Once they conceive again, there is a challenge of taking care of the pregnancy. Most women with PCOS have hormonal imbalances and are overweight or obese. They are at higher risk during pregnancy. Various hazards during pregnancy include pregnancy miscarriages, gestation diabetes mellitus, hypertensive disorders of pregnancy—macrosomia, preterm pre-labour rupture of membranes, preterm delivery, and increased risk of cesarean section.
Miscarriages (or) Early Loss of Pregnancy PCOS women have a much higher risk of miscarriage compared with non- PCOS women. The threat has been estimated at 30-50% due to the androgenic milieu.
Gestational Diabetes Mellitus Women with PCOS have a higher risk of gestational diabetes mellitus. They may be due to hormonal variation, insulin resistance, and obesity.
Hypertensive Disorders of pregnancy are at two times increased risk for hypertension & preeclampsia compared to the average population.
Macrosomia Uncontrolled gestational diabetes can lead to macrosomia. Fetal macrosomia is large for gestational age babies. Diabetic mothers are also at increased risk of polyhydramnios. Due to macrosomia & polyhydramnios, the risk of preterm delivery increases.

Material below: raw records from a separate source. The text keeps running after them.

// Copyright (c) 2019-present Dmitry Stepanov and Fyrox Engine contributors.
//
// Permission is hereby granted, free of charge, to any person obtaining a copy
// of this software and associated documentation files (the "Software"), to deal
// in the Software without restriction, including without limitation the rights
// to use, copy, modify, merge, publish, distribute, sublicense, and/or sell
// copies of the Software, and to permit persons to whom the Software is
// furnished to do so, subject to the following conditions:
//
// The above copyright notice and this permission notice shall be included in all
// copies or substantial portions of the Software.
//
// THE SOFTWARE IS PROVIDED "AS IS", WITHOUT WARRANTY OF ANY KIND, EXPRESS OR
// IMPLIED, INCLUDING BUT NOT LIMITED TO THE WARRANTIES OF MERCHANTABILITY,
// FITNESS FOR A PARTICULAR PURPOSE AND NONINFRINGEMENT. IN NO EVENT SHALL THE
// AUTHORS OR COPYRIGHT HOLDERS BE LIABLE FOR ANY CLAIM, DAMAGES OR OTHER
// LIABILITY, WHETHER IN AN ACTION OF CONTRACT, TORT OR OTHERWISE, ARISING FROM,
// OUT OF OR IN CONNECTION WITH THE SOFTWARE OR THE USE OR OTHER DEALINGS IN THE
// SOFTWARE.

//! Brush-driven terrain sculpting: heightmap, splat map and object scattering with stroke-level
//! undo/redo. This crate re-exports the engine side ([`core`]) and the editor side ([`editor`]).

pub use sculpt_core as core;
pub use sculpt_editor as editor;

pub use sculpt_core::{err, info, warn};

pub mod prelude {
    pub use sculpt_core::prelude::*;
    pub use sculpt_editor::prelude::*;
}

Preterm Delivery In the case of preterm delivery, neonatal risks such as respiratory distress syndrome, intraventricular hemorrhage, hypothermia, necrotizing enterocolitis, jaundice and hypoglycemia have to be tackled.
Management of PCOS in pregnant women
As we are all aware of the risks mentioned above associated with PCOS pregnancy, adequate and proper care with individualized treatment is necessary for managing pregnancy. For early miscarriages
• Adequate luteal phase support
• T. Metformin may play a role in reducing early miscarriages & gestational diabetes mellitus.
• Proper diet advice
• To avoid excessive weight gain.
As this population is at increased risk OGCT 75gms glucose challenge test is Preferably done at 12 wks, then repeated at 24 wks.
Once they are diagnosed with GDM with strict sugar control.
• Medical nutrition therapy
• Insulin if required
Close monitoring of mother & fetus is mandatory
In the case of gestational diabetes mellitus with macrosomia & polyhydramnios, there is a risk of preterm delivery & PPROM. Maintaining strict diabetic control, follow-up of interval growth of fetus & Amniotic fluid index play an essential role.
In such cases, the goal should be to continue pregnancy till 37 weeks with constant monitoring of the mother & instances of macrosomia, increased chances of C-section, or operative vaginal deliveries have to be considered.
The patient to be counselled regarding the above risks and the need for continuous monitoring & supervision of pregnancy. With proper, individualized care, PCOS women Can enjoy happy pregnancy & motherhood.